Il te reste encore un soin à prendre, soin fort important sans doute, c'est de ne pas pécher et de te repentir sans cesse d'avoir outragé Dieu par tes vices; il est certain qu'alors, tant sa Miséricorde est grande, Il t'accueillera avec bonté. Purifie-toi donc; à cette condition, Il ne te repoussera pas. Je te demande encore, ajoute la pénitence, de compter sur l'accomplissement de mes promesses, si toutefois tu te conformes à tous mes avis. Je ne doute pas en effet, que tout impur et tout criminel que tu es, Il ne t'entoure, comme son fils, de toute l'affection d'un père, et que, si tu pleures sur les injures qu'Il a reçues de toi, si tu détestes sincèrement tes désordres, et si tu L'implores avec une foi ardente, non seulement Il ne te pardonne, mais encore que, par un heureux effet de sa Libéralité inépuisable, Il ne te comble des dons les plus précieux. Il brûle de te voir, Il t'appelle à Lui, rien ne sera plus agréable pour Lui que de t'entendre frapper à la porte de sa demeure, Lui qui S'est dévoué à l'opprobre et à la mort pour sauver les pécheurs. Tout ce que je t'ai dit est l'expression de la vérité; écarte un doute criminel: mes paroles ne sont ni vaines ni trompeuses. Les plus cruels supplices, des tourments atroces, des flammes éternelles sont réservés aux coupables; un ver rongeur dévorera sans fin les entrailles de ceux qu'aura condamné l'arrêt de la justice. Mais sois bien assuré, dit encore la pénitence, que je ne pourrai venir en aide à ceux qui sont aujourd'hui pleins de mépris pour moi, et qui ne pensent pas à se réfugier sous mes ailes, quand il en est temps encore. Non, je ne pourrai leur être utile dans l'avenir, et le Juge souverain fermera l'oreille aux prières que je Lui adresserai en faveur des insensés qui refusent de venir me demander un asile.

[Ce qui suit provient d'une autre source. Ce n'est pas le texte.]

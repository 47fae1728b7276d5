//! Destinations for rendered records.
//!
//! A sink receives `(key, payload)` pairs. Keys are unique per record; what
//! a sink does with them (file names, message keys) is up to the sink. No
//! delivery guarantee is made beyond "`publish` returned `Ok`".

use std::path::{Path, PathBuf};
use std::sync::Mutex;

use async_trait::async_trait;
use tokio::io::{AsyncWrite, AsyncWriteExt};

use crate::config::SinkConfig;
use crate::error::{FakeplateError, Result};

/// Every output destination implements this trait.
#[async_trait]
pub trait Sink: Send + Sync {
    /// Short name for logs and errors: "stdout", "directory", ...
    fn name(&self) -> &'static str;

    /// Hand one rendered record to the destination.
    async fn publish(&self, key: &str, payload: &str) -> Result<()>;
}

type Writer = Box<dyn AsyncWrite + Send + Unpin>;

/// Prints each record to standard output under a `--- <key>` header.
///
/// Writes are serialized, so records from concurrent workers never interleave.
pub struct StdoutSink {
    out: tokio::sync::Mutex<Writer>,
}

impl StdoutSink {
    pub fn new() -> Self {
        Self::with_writer(tokio::io::stdout())
    }

    fn with_writer(writer: impl AsyncWrite + Send + Unpin + 'static) -> Self {
        Self {
            out: tokio::sync::Mutex::new(Box::new(writer)),
        }
    }
}

impl Default for StdoutSink {
    fn default() -> Self {
        Self::new()
    }
}

impl std::fmt::Debug for StdoutSink {
    fn fmt(&self, f: &mut std::fmt::Formatter<'_>) -> std::fmt::Result {
        f.debug_struct("StdoutSink").finish_non_exhaustive()
    }
}

#[async_trait]
impl Sink for StdoutSink {
    fn name(&self) -> &'static str {
        "stdout"
    }

    async fn publish(&self, key: &str, payload: &str) -> Result<()> {
        let mut record = format!("--- {key}\n{payload}");
        if !record.ends_with('\n') {
            record.push('\n');
        }
        let mut out = self.out.lock().await;
        out.write_all(record.as_bytes())
            .await
            .map_err(|e| publish_error(self.name(), key, e))?;
        out.flush()
            .await
            .map_err(|e| publish_error(self.name(), key, e))?;
        Ok(())
    }
}

/// Writes each record to `<dir>/<key>.txt`.
#[derive(Debug)]
pub struct DirectorySink {
    dir: PathBuf,
}

impl DirectorySink {
    /// Create the sink, creating `dir` if needed.
    pub fn new(dir: &Path) -> Result<Self> {
        std::fs::create_dir_all(dir)?;
        Ok(Self {
            dir: dir.to_path_buf(),
        })
    }

    pub fn dir(&self) -> &Path {
        &self.dir
    }

    fn path_for(&self, key: &str) -> PathBuf {
        self.dir.join(format!("{key}.txt"))
    }
}

#[async_trait]
impl Sink for DirectorySink {
    fn name(&self) -> &'static str {
        "directory"
    }

    async fn publish(&self, key: &str, payload: &str) -> Result<()> {
        let path = self.path_for(key);
        tokio::fs::write(&path, payload)
            .await
            .map_err(|e| publish_error(self.name(), key, e))?;
        tracing::debug!("wrote {}", path.display());
        Ok(())
    }
}

/// Keeps records in memory, in publish order.
#[derive(Debug, Default)]
pub struct MemorySink {
    records: Mutex<Vec<(String, String)>>,
}

impl MemorySink {
    pub fn new() -> Self {
        Self::default()
    }

    /// A snapshot of everything published so far.
    pub fn records(&self) -> Vec<(String, String)> {
        self.records
            .lock()
            .map(|records| records.clone())
            .unwrap_or_default()
    }
}

#[async_trait]
impl Sink for MemorySink {
    fn name(&self) -> &'static str {
        "memory"
    }

    async fn publish(&self, key: &str, payload: &str) -> Result<()> {
        let mut records = self
            .records
            .lock()
            .map_err(|e| publish_error(self.name(), key, e))?;
        records.push((key.to_string(), payload.to_string()));
        Ok(())
    }
}

fn publish_error(sink: &str, key: &str, reason: impl std::fmt::Display) -> FakeplateError {
    FakeplateError::Publish {
        sink: sink.to_string(),
        key: key.to_string(),
        reason: reason.to_string(),
    }
}

/// Create the sink described by `config`.
pub fn from_config(config: &SinkConfig) -> Result<Box<dyn Sink>> {
    match config {
        SinkConfig::Stdout => Ok(Box::new(StdoutSink::new())),
        SinkConfig::Directory { path } => Ok(Box::new(DirectorySink::new(path)?)),
    }
}
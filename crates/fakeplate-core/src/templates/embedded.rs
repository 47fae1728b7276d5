//! Compile-time embedded templates for project scaffolding.
//!
//! Each constant loads a template file from `templates/` via [`include_str!`]. The paths
//! are relative to this source file (`crates/fakeplate-core/src/templates/embedded.rs`).
//!
//! Do NOT rename or move template files without updating the `include_str!` path here.

/// Generator config, rendered with Handlebars.
pub const CONFIG_JSON: &str = include_str!("../../../../templates/config/fakeplate.config.json.tmpl");

/// Sample record template, written as-is.
pub const SAMPLE_RECORD: &str = include_str!("../../../../templates/sample/record.txt");
use anyhow::Result;

use fakeplate_core::faker;

/// Print every expression path the built-in provider resolves.
pub fn run(json: bool) -> Result<()> {
    let paths = faker::provider().paths();
    if json {
        println!("{}", serde_json::to_string_pretty(&paths)?);
    } else {
        for path in &paths {
            println!("%%{path}%%");
        }
    }
    Ok(())
}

Eh bien! sois docile à ces sages avis que je me plais à te répéter; viens à moi pendant qu'il te reste encore plus d'un jour à vivre, et sois convaincu qu'en me confiant ton salut, tu ne l'auras pas mis entre des mains infidèles. Aie confiance en moi, j'obtiendrai ton pardon de la Miséricorde divine; j'espère que le Seigneur ne refusera pas à mes larmes la grâce que j'implorerai de sa Justice. J'irai avec toi me jeter à ses Pieds, et, par mes prières et mes pleurs, je désarmerai ce Juge sévère, et je calmerai son Courroux. Oui, te dis-je, j'ai l'assurance qu'Il ne me repoussera pas, et que sa Miséricorde fléchira sa Justice. Quoi! tu hésites encore, pécheur? Pourquoi ce doute injurieux? la Miséricorde divine te tendra la main, guidera tes pas. Dès qu'elle t'aura conduit aux pieds du tribunal, c'est elle-même qui plaidera ta cause: "Éternelle Justice, toujours si redoutable à tous les hommes, dira-t-elle, jette les yeux sur ce malheureux pécheur, il T'implore, il avoue ses crimes trop nombreux. Vois-le trembler, couvert de honte et humilié des fautes de sa vie passée; écoute les soupirs que sa poitrine exhale, vois les pleurs qui coulent de ses yeux, vois combien il est contrit et affligé. Fouille dans les trésors de tes Grâces, remets-lui tous ses péchés; il n'en commettra plus à l'avenir. Fais que la tristesse qui l'accable ne le jette pas dans le désespoir. Il est tombé dans la poussière, daigne le relever. Y a-t-il pour toi des charmes dans la perte des malheureux? fais briller l'espérance à ses yeux; qu'il se lève, qu'il reprenne courage, et que l'esclave fugitif soit accueilli à son retour avec bonté par un Maître généreux."